What you should do: Note each line in the data holding the string "wealth" and report it.

Dataset entries
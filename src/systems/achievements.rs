use bevy_ecs::prelude::*;

use crate::data::achievements::{is_met, ACHIEVEMENTS};
use crate::simulation::career::Career;
use crate::simulation::journal::Journal;
use crate::simulation::profile::PlayerProfile;
use crate::simulation::social::SocialState;
use crate::simulation::stats::PlayerStats;
use crate::simulation::time::GameClock;
use crate::simulation::wealth::Wealth;

/// System: grant any newly earned achievements. Runs after every stat
/// mutation of the week so conditions see final values.
pub fn achievements_system(
    mut profile: ResMut<PlayerProfile>,
    career: Res<Career>,
    wealth: Res<Wealth>,
    stats: Res<PlayerStats>,
    social: Res<SocialState>,
    clock: Res<GameClock>,
    mut journal: ResMut<Journal>,
) {
    for achievement in ACHIEVEMENTS {
        if profile.has_achievement(achievement.id) {
            continue;
        }
        if is_met(achievement.condition, &career, &wealth, &stats, &social) {
            profile.achievements.push(achievement.id.to_string());
            journal.record(
                clock.week,
                format!("Achievement Unlocked: {}.", achievement.name),
            );
        }
    }
}
use bevy_ecs::prelude::*;

use crate::core::ecs::GameRng;
use crate::data::agents;
use crate::narrative::Narrator;
use crate::simulation::career::{
    finish_role, generate_auditions, resolve_applied_auditions, Career,
};
use crate::simulation::journal::Journal;
use crate::simulation::npcs::NpcPool;
use crate::simulation::session::{GameStatus, WeeklyLedger};
use crate::simulation::social::{RelationshipStatus, SocialState};
use crate::simulation::stardb::StarDb;
use crate::simulation::stats::PlayerStats;
use crate::simulation::time::GameClock;
use crate::simulation::wealth::Wealth;

/// System: the weekly pass over every live role. Resets the action budget,
/// applies cast morale, accrues pay into the ledger, counts the clock down,
/// and resolves any role that just wrapped. Finished roles are detached one
/// at a time (back to front) so several can wrap in the same week without
/// index churn.
#[allow(clippy::too_many_arguments)]
pub fn tick_roles_system(
    mut career: ResMut<Career>,
    mut stats: ResMut<PlayerStats>,
    mut wealth: ResMut<Wealth>,
    social: Res<SocialState>,
    pool: Res<NpcPool>,
    clock: Res<GameClock>,
    mut stardb: ResMut<StarDb>,
    mut ledger: ResMut<WeeklyLedger>,
    mut journal: ResMut<Journal>,
    mut narrator: ResMut<Narrator>,
    mut rng: ResMut<GameRng>,
) {
    let mut finished = Vec::new();
    for (index, role) in career.current_roles.iter_mut().enumerate() {
        role.weekly_actions_taken = 0;

        // A week on set with friends lifts the mood; rivals grind it down.
        for npc_id in &role.cast {
            match social.relationship(npc_id).map(|r| r.status) {
                Some(RelationshipStatus::Friend) => stats.adjust_happiness(1),
                Some(RelationshipStatus::Rival) => stats.adjust_happiness(-1),
                _ => {}
            }
        }

        ledger.income += role.weekly_pay;
        role.weeks_left -= 1;
        if role.weeks_left <= 0 {
            finished.push(index);
        }
    }

    for index in finished.into_iter().rev() {
        let role = career.current_roles.remove(index);
        ledger.completions += 1;
        finish_role(
            role,
            &mut career,
            &mut stats,
            &mut wealth,
            &mut stardb,
            &pool,
            &clock,
            &mut journal,
            narrator.0.as_mut(),
            &mut rng.0,
        );
    }
}

/// System: resolves every applied audition, then clears the applied set.
pub fn resolve_auditions_system(
    mut career: ResMut<Career>,
    stats: Res<PlayerStats>,
    mut social: ResMut<SocialState>,
    pool: Res<NpcPool>,
    clock: Res<GameClock>,
    mut journal: ResMut<Journal>,
    mut rng: ResMut<GameRng>,
) {
    resolve_applied_auditions(
        &mut career,
        &stats,
        &mut social,
        &pool,
        &clock,
        &mut journal,
        &mut rng.0,
    );
}

/// System: replaces the audition board for next week. A finished run gets no
/// new opportunities.
pub fn regenerate_auditions_system(
    mut career: ResMut<Career>,
    stats: Res<PlayerStats>,
    clock: Res<GameClock>,
    pool: Res<NpcPool>,
    status: Res<GameStatus>,
    mut rng: ResMut<GameRng>,
) {
    if status.is_over() {
        return;
    }
    let agent_skill = career
        .agent
        .as_ref()
        .and_then(|contract| agents::by_name(&contract.name))
        .map(|profile| profile.skill);
    generate_auditions(&mut career, &stats, &clock, &pool, agent_skill, &mut rng.0);
}
#[cfg(test)]
mod tests {
    use super::*;
    use rand::rngs::StdRng;
    use rand::SeedableRng;

    #[test]
    fn outcome_tier_boundaries_are_exclusive() {
        assert_eq!(outcome_tier(5.01), BoxOfficeTier::LegendaryHit);
        assert_eq!(outcome_tier(5.0), BoxOfficeTier::BlockbusterSuccess);
        assert_eq!(outcome_tier(3.0), BoxOfficeTier::SolidHit);
        assert_eq!(outcome_tier(1.5), BoxOfficeTier::BrokeEven);
        assert_eq!(outcome_tier(0.8), BoxOfficeTier::Bomb);
        assert_eq!(outcome_tier(0.0), BoxOfficeTier::Bomb);
    }

    #[test]
    fn gross_multiplier_is_floored() {
        assert_eq!(gross_multiplier(0.0, 0.5), 0.1);
        let unfloored = gross_multiplier(0.8, 1.0);
        assert!((unfloored - 4.0).abs() < 1e-9);
    }

    #[test]
    fn combined_quality_uses_stated_weights() {
        let score = combined_quality(100, 100, 100);
        assert!((score - 1.0).abs() < 1e-9);
        let score = combined_quality(50, 50, 0);
        assert!((score - 0.4).abs() < 1e-9);
    }

    #[test]
    fn skilled_famous_player_cannot_fail_an_easy_audition() {
        // Chance 50 - 10 + 25 + 50 = 115, above any roll in [0, 100).
        assert!(success_chance(50, 10, 50) > 100.0);
    }

    #[test]
    fn pool_size_has_floor_and_grows_with_backing() {
        let mut rng = StdRng::seed_from_u64(11);
        for _ in 0..50 {
            assert!(audition_pool_size(0, None, &mut rng) >= 2);
        }
        // Same draw sequence, more agent skill, never fewer slots.
        let mut a = StdRng::seed_from_u64(99);
        let mut b = StdRng::seed_from_u64(99);
        for _ in 0..50 {
            let without = audition_pool_size(40, None, &mut a);
            let with = audition_pool_size(40, Some(85), &mut b);
            assert!(with >= without);
        }
    }

    #[test]
    fn backend_points_only_for_lead_film_with_budget() {
        let mut rng = StdRng::seed_from_u64(3);
        let pts = draw_backend_points(
            RoleTier::Lead,
            ProjectType::Film,
            BudgetCategory::Blockbuster,
            &mut rng,
        );
        assert!((0.03..=0.07).contains(&pts));
        let pts = draw_backend_points(
            RoleTier::Lead,
            ProjectType::Film,
            BudgetCategory::MidBudget,
            &mut rng,
        );
        assert!((0.01..=0.03).contains(&pts));
        assert_eq!(
            draw_backend_points(
                RoleTier::Supporting,
                ProjectType::Film,
                BudgetCategory::Blockbuster,
                &mut rng
            ),
            0.0
        );
        assert_eq!(
            draw_backend_points(
                RoleTier::Lead,
                ProjectType::TvShow,
                BudgetCategory::Blockbuster,
                &mut rng
            ),
            0.0
        );
        assert_eq!(
            draw_backend_points(
                RoleTier::Lead,
                ProjectType::Film,
                BudgetCategory::Indie,
                &mut rng
            ),
            0.0
        );
    }

    #[test]
    fn non_film_rewards_scale_with_showing() {
        assert_eq!(non_film_rewards(100, 100), (15, 5));
        assert_eq!(non_film_rewards(0, 50), (3, 0));
    }

    #[test]
    fn tier_rewards_decrease_monotonically() {
        let mut rng = StdRng::seed_from_u64(5);
        let legendary = tier_rewards(BoxOfficeTier::LegendaryHit, &mut rng);
        let bomb = tier_rewards(BoxOfficeTier::Bomb, &mut rng);
        assert!(legendary.0 >= 20 && legendary.1 == 10);
        assert_eq!(bomb, (1, -10));
    }
}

Result of this exercise:
use crate::simulation::wealth::Wealth;
    wealth: Res<Wealth>,
        if is_met(achievement.condition, &career, &wealth, &stats, &social) {
use crate::simulation::wealth::Wealth;
    mut wealth: ResMut<Wealth>,
            &mut wealth,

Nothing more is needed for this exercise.